> [Problem to work on]: Select and copy out every line in the records containing "Normal".

> [Information shown]:
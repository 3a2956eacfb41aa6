//! CLI output rendering
//!
//! One `Output` value per invocation, selected by `--json`. Human mode
//! prints short status lines; JSON mode prints machine-readable objects and
//! suppresses the decorative lines.

/// Output format selector
#[derive(Debug, Clone, Copy, PartialEq, Eq)]
pub enum OutputFormat {
    Human,
    Json,
}

/// Renders command results in the selected format
pub struct Output {
    format: OutputFormat,
}

impl Output {
    pub fn new(format: OutputFormat) -> Self {
        Self { format }
    }

    pub fn is_json(&self) -> bool {
        self.format == OutputFormat::Json
    }

    pub fn success(&self, message: &str) {
        match self.format {
            OutputFormat::Human => println!("\u{2713} {message}"),
            OutputFormat::Json => {
                println!("{}", serde_json::json!({"success": true, "message": message}));
            }
        }
    }

    pub fn error(&self, message: &str) {
        match self.format {
            OutputFormat::Human => eprintln!("\u{2717} Error: {message}"),
            OutputFormat::Json => {
                eprintln!("{}", serde_json::json!({"success": false, "error": message}));
            }
        }
    }

    pub fn warn(&self, message: &str) {
        match self.format {
            OutputFormat::Human => eprintln!("\u{26a0} {message}"),
            OutputFormat::Json => {
                eprintln!("{}", serde_json::json!({"level": "warning", "message": message}));
            }
        }
    }

    /// Secondary detail line; human mode only.
    pub fn info(&self, message: &str) {
        if self.format == OutputFormat::Human {
            println!("  {message}");
        }
    }

    /// Structured payload; JSON mode only.
    pub fn value(&self, value: &serde_json::Value) {
        if self.format == OutputFormat::Json {
            println!(
                "{}",
                serde_json::to_string_pretty(value).unwrap_or_default()
            );
        }
    }
}
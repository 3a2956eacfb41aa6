//! CLI subcommands

pub mod config;
pub mod connect;
pub mod scan;
pub mod status;
pub mod sync;
pub mod wipe;

use std::io::{BufRead, Write};

/// Yes/no prompt on stdin. Anything but `y`/`yes` declines.
pub(crate) fn confirm(prompt: &str) -> bool {
    print!("{prompt} [y/N]: ");
    std::io::stdout().flush().ok();
    let mut line = String::new();
    if std::io::stdin().lock().read_line(&mut line).is_err() {
        return false;
    }
    matches!(line.trim().to_lowercase().as_str(), "y" | "yes")
}

/// Free-text prompt on stdin with a default shown in brackets.
///
/// Returns the default when the user just presses enter, `None` when stdin
/// is closed.
pub(crate) fn prompt_for_text(prompt: &str, default: &str) -> Option<String> {
    if default.is_empty() {
        print!("{prompt}: ");
    } else {
        print!("{prompt} [{default}]: ");
    }
    std::io::stdout().flush().ok();
    let mut line = String::new();
    match std::io::stdin().lock().read_line(&mut line) {
        Ok(0) | Err(_) => None,
        Ok(_) => {
            let trimmed = line.trim();
            if trimmed.is_empty() {
                Some(default.to_string())
            } else {
                Some(trimmed.to_string())
            }
        }
    }
}
#![forbid(unsafe_code)]

//! Logging and tracing support.
//!
//! With the `tracing` feature the usual macros are re-exported from `tracing`.
//! Without it, no-op macros with the same names keep call sites compiling.

#[cfg(feature = "tracing")]
pub use tracing::{debug, debug_span, trace, trace_span, warn};

#[cfg(not(feature = "tracing"))]
mod noop_macros {
    /// No-op debug macro when tracing is disabled.
    #[macro_export]
    macro_rules! debug {
        ($($arg:tt)*) => {};
    }

    /// No-op debug_span macro when tracing is disabled.
    #[macro_export]
    macro_rules! debug_span {
        ($($arg:tt)*) => {
            $crate::logging::NoopSpan
        };
    }

    /// No-op trace macro when tracing is disabled.
    #[macro_export]
    macro_rules! trace {
        ($($arg:tt)*) => {};
    }

    /// No-op trace_span macro when tracing is disabled.
    #[macro_export]
    macro_rules! trace_span {
        ($($arg:tt)*) => {
            $crate::logging::NoopSpan
        };
    }

    /// No-op warn macro when tracing is disabled.
    #[macro_export]
    macro_rules! warn {
        ($($arg:tt)*) => {};
    }
}

/// A no-op span for when tracing is disabled.
#[cfg(not(feature = "tracing"))]
#[derive(Debug)]
pub struct NoopSpan;

#[cfg(not(feature = "tracing"))]
impl NoopSpan {
    /// Enter the no-op span (does nothing).
    pub fn enter(&self) -> NoopGuard {
        NoopGuard
    }
}

/// A no-op span guard.
#[cfg(not(feature = "tracing"))]
#[derive(Debug)]
pub struct NoopGuard;
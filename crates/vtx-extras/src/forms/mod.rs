#![forbid(unsafe_code)]

//! Key-driven forms engine.
//!
//! A [`FormSession`] is a state machine over an ordered list of fields. It
//! consumes decoded [`KeyEvent`]s and returns what should happen on screen as
//! a list of [`Effect`]s. Nothing here touches a channel: the caller applies
//! the effects to a [`Screen`] (see [`apply_effects`]) and writes the bytes.
//!
//! | Key | Effect on `Editing(i)` |
//! |-----|------------------------|
//! | printable | insert at the cursor if the field has room and accepts it |
//! | `Next` | validate field `i`, then focus the next enterable field (wraps) |
//! | `Previous` | focus the previous enterable field (wraps), no validation by default |
//! | `Home` | focus the first enterable field |
//! | `Correction` | delete the character before the cursor |
//! | `Cancel` | `Cancelled`, unconditionally |
//! | `Submit` | validate all fields; `Submitted`, or stay on the first failing one |
//! | `Help`, `Repeat` | forwarded to the caller |
//!
//! `Submitted` and `Cancelled` are final: further events are ignored.

pub mod menu;

use std::fmt;

use vtx_core::attr::{AttrFlags, Attributes};
use vtx_core::event::{FunctionKey, KeyEvent};
use vtx_core::geometry::{Geometry, GeometryError, Position, Size};
use vtx_render::{Screen, ScreenError};

pub use menu::{Menu, MenuError};

// ---------------------------------------------------------------------------
// Definitions
// ---------------------------------------------------------------------------

/// What a field accepts and how it is displayed.
#[derive(Debug, Clone, Copy, PartialEq, Eq, Hash, Default)]
pub enum FieldKind {
    #[default]
    Text,
    /// Digits only.
    Numeric,
    /// Any printable character, displayed as `*`.
    Masked,
}

impl FieldKind {
    /// Whether `c` may be typed into a field of this kind.
    #[must_use]
    pub fn accepts(self, c: char) -> bool {
        match self {
            Self::Numeric => c.is_ascii_digit(),
            Self::Text | Self::Masked => !c.is_control(),
        }
    }

    fn display(self, c: char) -> char {
        match self {
            Self::Masked => '*',
            Self::Text | Self::Numeric => c,
        }
    }
}

/// One entry field, as supplied by the form definition.
#[derive(Debug, Clone, PartialEq, Eq)]
pub struct FieldDef {
    pub name: String,
    /// Screen position of the first character.
    pub pos: Position,
    /// Maximum number of characters.
    pub length: u8,
    pub kind: FieldKind,
    pub initial: String,
    pub required: bool,
    /// Displayed but never focused.
    pub read_only: bool,
}

impl FieldDef {
    #[must_use]
    pub fn new(name: impl Into<String>, pos: Position, length: u8) -> Self {
        Self {
            name: name.into(),
            pos,
            length,
            kind: FieldKind::Text,
            initial: String::new(),
            required: false,
            read_only: false,
        }
    }

    #[must_use]
    pub fn kind(mut self, kind: FieldKind) -> Self {
        self.kind = kind;
        self
    }

    #[must_use]
    pub fn initial(mut self, value: impl Into<String>) -> Self {
        self.initial = value.into();
        self
    }

    #[must_use]
    pub fn required(mut self) -> Self {
        self.required = true;
        self
    }

    #[must_use]
    pub fn read_only(mut self) -> Self {
        self.read_only = true;
        self
    }
}

/// Static text drawn with the form.
#[derive(Debug, Clone, PartialEq, Eq)]
pub struct Prompt {
    pub pos: Position,
    pub text: String,
}

/// An already-parsed form: prompts plus fields in navigation order.
#[derive(Debug, Clone, Default, PartialEq, Eq)]
pub struct FormDefinition {
    pub prompts: Vec<Prompt>,
    pub fields: Vec<FieldDef>,
}

impl FormDefinition {
    #[must_use]
    pub fn new() -> Self {
        Self::default()
    }

    #[must_use]
    pub fn prompt(mut self, pos: Position, text: impl Into<String>) -> Self {
        self.prompts.push(Prompt {
            pos,
            text: text.into(),
        });
        self
    }

    #[must_use]
    pub fn field(mut self, field: FieldDef) -> Self {
        self.fields.push(field);
        self
    }
}

/// Behaviour switches left to the application.
#[derive(Debug, Clone, Copy, PartialEq, Eq)]
pub struct FormPolicy {
    /// Validate the focused field before moving back with `Previous`.
    pub validate_on_previous: bool,
    /// Character filling the unused part of a field.
    pub marker: char,
}

impl Default for FormPolicy {
    fn default() -> Self {
        Self {
            validate_on_previous: false,
            marker: '.',
        }
    }
}

/// Attributes used to draw fields.
#[derive(Debug, Clone, Copy, PartialEq, Eq)]
pub struct FormStyle {
    pub field: Attributes,
    /// Field that failed validation, until it is edited.
    pub invalid: Attributes,
}

impl Default for FormStyle {
    fn default() -> Self {
        Self {
            field: Attributes::default(),
            invalid: Attributes::default().with_flags(AttrFlags::INVERSE),
        }
    }
}
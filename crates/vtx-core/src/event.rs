#![forbid(unsafe_code)]

//! Decoded input events.
//!
//! Everything the decoder recognises becomes an [`Event`]. Keyboard input is
//! reported as [`KeyEvent`]; screen-control sequences (echoed by the terminal,
//! or read back from a captured host stream) are reported as the
//! [`Command`] that would produce them, so that decoding mirrors encoding.
//!
//! # Design Notes
//!
//! - Unrecognised input is never an error: it surfaces as [`Event::Unknown`]
//!   and decoding continues with the next byte.
//! - [`UnknownSequence`] is a fixed-size copy of the offending bytes.

use std::fmt;

use crate::command::Command;
use crate::identification::DeviceSpecs;

/// Longest sequence the decoder ever buffers.
pub const MAX_SEQUENCE_LEN: usize = 8;

/// Canonical input event.
#[derive(Debug, Clone, PartialEq, Eq)]
pub enum Event {
    /// A keyboard event.
    Key(KeyEvent),

    /// A screen-control sequence.
    Command(Command),

    /// The reply to a ROM identification request.
    Identification(DeviceSpecs),

    /// Bytes that do not form a known sequence.
    Unknown(UnknownSequence),
}

impl Event {
    /// The key event, if this is one.
    #[must_use]
    pub fn as_key(&self) -> Option<KeyEvent> {
        match self {
            Self::Key(key) => Some(*key),
            _ => None,
        }
    }
}

impl From<KeyEvent> for Event {
    fn from(key: KeyEvent) -> Self {
        Self::Key(key)
    }
}

impl From<Command> for Event {
    fn from(command: Command) -> Self {
        Self::Command(command)
    }
}

/// A keyboard event: either a printable character or a function key.
#[derive(Debug, Clone, Copy, PartialEq, Eq, Hash)]
pub enum KeyEvent {
    Char(char),
    Function(FunctionKey),
}

impl KeyEvent {
    /// Check if this is a specific character.
    #[must_use]
    pub fn is_char(&self, c: char) -> bool {
        matches!(self, Self::Char(ch) if *ch == c)
    }
}

/// Dedicated function keys of the videotex keyboard.
#[derive(Debug, Clone, Copy, PartialEq, Eq, Hash, PartialOrd, Ord)]
pub enum FunctionKey {
    /// SUITE
    Next,
    /// RETOUR
    Previous,
    /// ANNULATION
    Cancel,
    /// ENVOI
    Submit,
    /// REPETITION
    Repeat,
    /// GUIDE
    Help,
    Correction,
    /// SOMMAIRE
    Home,
}

impl FunctionKey {
    pub const ALL: [FunctionKey; 8] = [
        FunctionKey::Next,
        FunctionKey::Previous,
        FunctionKey::Cancel,
        FunctionKey::Submit,
        FunctionKey::Repeat,
        FunctionKey::Help,
        FunctionKey::Correction,
        FunctionKey::Home,
    ];
}

impl fmt::Display for FunctionKey {
    fn fmt(&self, f: &mut fmt::Formatter<'_>) -> fmt::Result {
        let name = match self {
            Self::Next => "next",
            Self::Previous => "previous",
            Self::Cancel => "cancel",
            Self::Submit => "submit",
            Self::Repeat => "repeat",
            Self::Help => "help",
            Self::Correction => "correction",
            Self::Home => "home",
        };
        f.write_str(name)
    }
}

/// Bytes that the decoder could not interpret.
#[derive(Clone, Copy, PartialEq, Eq, Hash)]
pub struct UnknownSequence {
    bytes: [u8; MAX_SEQUENCE_LEN],
    len: u8,
}

impl UnknownSequence {
    /// Copy up to [`MAX_SEQUENCE_LEN`] bytes.
    #[must_use]
    pub fn new(bytes: &[u8]) -> Self {
        let len = bytes.len().min(MAX_SEQUENCE_LEN);
        let mut buf = [0; MAX_SEQUENCE_LEN];
        buf[..len].copy_from_slice(&bytes[..len]);
        Self {
            bytes: buf,
            len: len as u8,
        }
    }

    #[must_use]
    pub fn as_bytes(&self) -> &[u8] {
        &self.bytes[..self.len as usize]
    }
}

impl fmt::Debug for UnknownSequence {
    fn fmt(&self, f: &mut fmt::Formatter<'_>) -> fmt::Result {
        write!(f, "UnknownSequence({:02x?})", self.as_bytes())
    }
}

impl fmt::Display for UnknownSequence {
    fn fmt(&self, f: &mut fmt::Formatter<'_>) -> fmt::Result {
        for (i, b) in self.as_bytes().iter().enumerate() {
            if i > 0 {
                f.write_str(" ")?;
            }
            write!(f, "{b:02X}")?;
        }
        Ok(())
    }
}
#![forbid(unsafe_code)]

//! Display modes and character attributes.
//!
//! Attributes on a videotex terminal are cumulative: each escape sequence
//! changes one aspect and leaves the others untouched until the next change
//! or a screen clear. [`Attributes`] models the full set so that callers can
//! diff a target against the tracked state.

use bitflags::bitflags;
use std::fmt;

/// Active character set / interpretation of printable bytes.
#[derive(Debug, Clone, Copy, PartialEq, Eq, Hash, Default)]
pub enum DisplayMode {
    /// Alphanumeric G0 set.
    #[default]
    Text,
    /// Mixed videotex/teleinformatics mode.
    Mixed,
    /// Semi-graphic G1 (mosaic) set.
    Graphic,
}

impl DisplayMode {
    /// Short lowercase name, for logs and error messages.
    #[must_use]
    pub const fn as_str(self) -> &'static str {
        match self {
            Self::Text => "text",
            Self::Mixed => "mixed",
            Self::Graphic => "graphic",
        }
    }
}

impl fmt::Display for DisplayMode {
    fn fmt(&self, f: &mut fmt::Formatter<'_>) -> fmt::Result {
        f.write_str(self.as_str())
    }
}

/// The eight hardware colors, in protocol index order.
#[derive(Debug, Clone, Copy, PartialEq, Eq, Hash, PartialOrd, Ord)]
#[repr(u8)]
pub enum Color {
    Black = 0,
    Red = 1,
    Green = 2,
    Yellow = 3,
    Blue = 4,
    Magenta = 5,
    Cyan = 6,
    White = 7,
}

impl Color {
    /// All colors, in index order.
    pub const ALL: [Color; 8] = [
        Color::Black,
        Color::Red,
        Color::Green,
        Color::Yellow,
        Color::Blue,
        Color::Magenta,
        Color::Cyan,
        Color::White,
    ];

    /// Color for a protocol index. Only the low three bits are significant.
    #[inline]
    #[must_use]
    pub const fn from_index(index: u8) -> Self {
        Self::ALL[(index & 0x07) as usize]
    }

    /// Protocol index (0-7).
    #[inline]
    #[must_use]
    pub const fn index(self) -> u8 {
        self as u8
    }
}

bitflags! {
    /// Boolean character attributes.
    #[derive(Debug, Clone, Copy, PartialEq, Eq, Hash, Default)]
    pub struct AttrFlags: u8 {
        const BLINK         = 1 << 0;
        const INVERSE       = 1 << 1;
        const UNDERLINE     = 1 << 2;
        const DOUBLE_HEIGHT = 1 << 3;
        const DOUBLE_WIDTH  = 1 << 4;
    }
}

impl AttrFlags {
    /// Flags that only make sense for alphanumeric characters.
    pub const TEXT_ONLY: Self = Self::UNDERLINE
        .union(Self::DOUBLE_HEIGHT)
        .union(Self::DOUBLE_WIDTH);

    /// The size-related flags, set together by a single sequence.
    pub const SIZE: Self = Self::DOUBLE_HEIGHT.union(Self::DOUBLE_WIDTH);
}

/// Character size, derived from the size flags.
#[derive(Debug, Clone, Copy, PartialEq, Eq, Hash, Default)]
pub enum CharSize {
    #[default]
    Normal,
    DoubleHeight,
    DoubleWidth,
    DoubleSize,
}

impl CharSize {
    /// Size encoded by the given flags (other flags are ignored).
    #[must_use]
    pub const fn from_flags(flags: AttrFlags) -> Self {
        let h = flags.contains(AttrFlags::DOUBLE_HEIGHT);
        let w = flags.contains(AttrFlags::DOUBLE_WIDTH);
        match (h, w) {
            (false, false) => Self::Normal,
            (true, false) => Self::DoubleHeight,
            (false, true) => Self::DoubleWidth,
            (true, true) => Self::DoubleSize,
        }
    }

    /// Flags corresponding to this size.
    #[must_use]
    pub const fn flags(self) -> AttrFlags {
        match self {
            Self::Normal => AttrFlags::empty(),
            Self::DoubleHeight => AttrFlags::DOUBLE_HEIGHT,
            Self::DoubleWidth => AttrFlags::DOUBLE_WIDTH,
            Self::DoubleSize => AttrFlags::SIZE,
        }
    }

    /// Number of columns a character occupies.
    #[must_use]
    pub const fn columns(self) -> u8 {
        match self {
            Self::Normal | Self::DoubleHeight => 1,
            Self::DoubleWidth | Self::DoubleSize => 2,
        }
    }
}

/// A complete attribute set: colors plus flags.
#[derive(Debug, Clone, Copy, PartialEq, Eq, Hash)]
pub struct Attributes {
    pub fg: Color,
    pub bg: Color,
    pub flags: AttrFlags,
}

impl Default for Attributes {
    /// The state the terminal is in after power-up or a screen clear.
    fn default() -> Self {
        Self {
            fg: Color::White,
            bg: Color::Black,
            flags: AttrFlags::empty(),
        }
    }
}

impl Attributes {
    /// Default attributes with the given foreground.
    #[must_use]
    pub fn fg(color: Color) -> Self {
        Self {
            fg: color,
            ..Self::default()
        }
    }

    /// Builder: set the foreground color.
    #[must_use]
    pub const fn with_fg(mut self, color: Color) -> Self {
        self.fg = color;
        self
    }

    /// Builder: set the background color.
    #[must_use]
    pub const fn with_bg(mut self, color: Color) -> Self {
        self.bg = color;
        self
    }

    /// Builder: add flags.
    #[must_use]
    pub const fn with_flags(mut self, flags: AttrFlags) -> Self {
        self.flags = self.flags.union(flags);
        self
    }

    /// Builder: remove flags.
    #[must_use]
    pub const fn without_flags(mut self, flags: AttrFlags) -> Self {
        self.flags = self.flags.difference(flags);
        self
    }

    /// Character size encoded by the flags.
    #[must_use]
    pub const fn size(&self) -> CharSize {
        CharSize::from_flags(self.flags)
    }

    /// Flags that the given mode cannot express.
    #[must_use]
    pub fn illegal_flags(&self, mode: DisplayMode) -> AttrFlags {
        match mode {
            DisplayMode::Graphic => self.flags & AttrFlags::TEXT_ONLY,
            DisplayMode::Text | DisplayMode::Mixed => AttrFlags::empty(),
        }
    }
}
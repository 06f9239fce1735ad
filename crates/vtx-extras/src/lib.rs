//! Optional feature-gated extensions for videotex terminals.
//!
//! Each module is behind a Cargo feature flag and can be enabled
//! independently. Both build on the state-tracked [`vtx_render::Screen`].
//!
//! # Available Features
//!
//! | Feature | Module | Description |
//! |---------|--------|-------------|
//! | `image` | [`image`] | Raster images to semi-graphic cells |
//! | `forms` | [`forms`] | Key-driven forms engine and menus |
//! | `tracing` | - | Structured logging in this crate and below |

#![forbid(unsafe_code)]

#[cfg(feature = "forms")]
pub mod forms;

#[cfg(feature = "image")]
pub mod image;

> [Written response]:
    Normal,
            (false, false) => Self::Normal,
            Self::Normal => AttrFlags::empty(),
            Self::Normal | Self::DoubleHeight => 1,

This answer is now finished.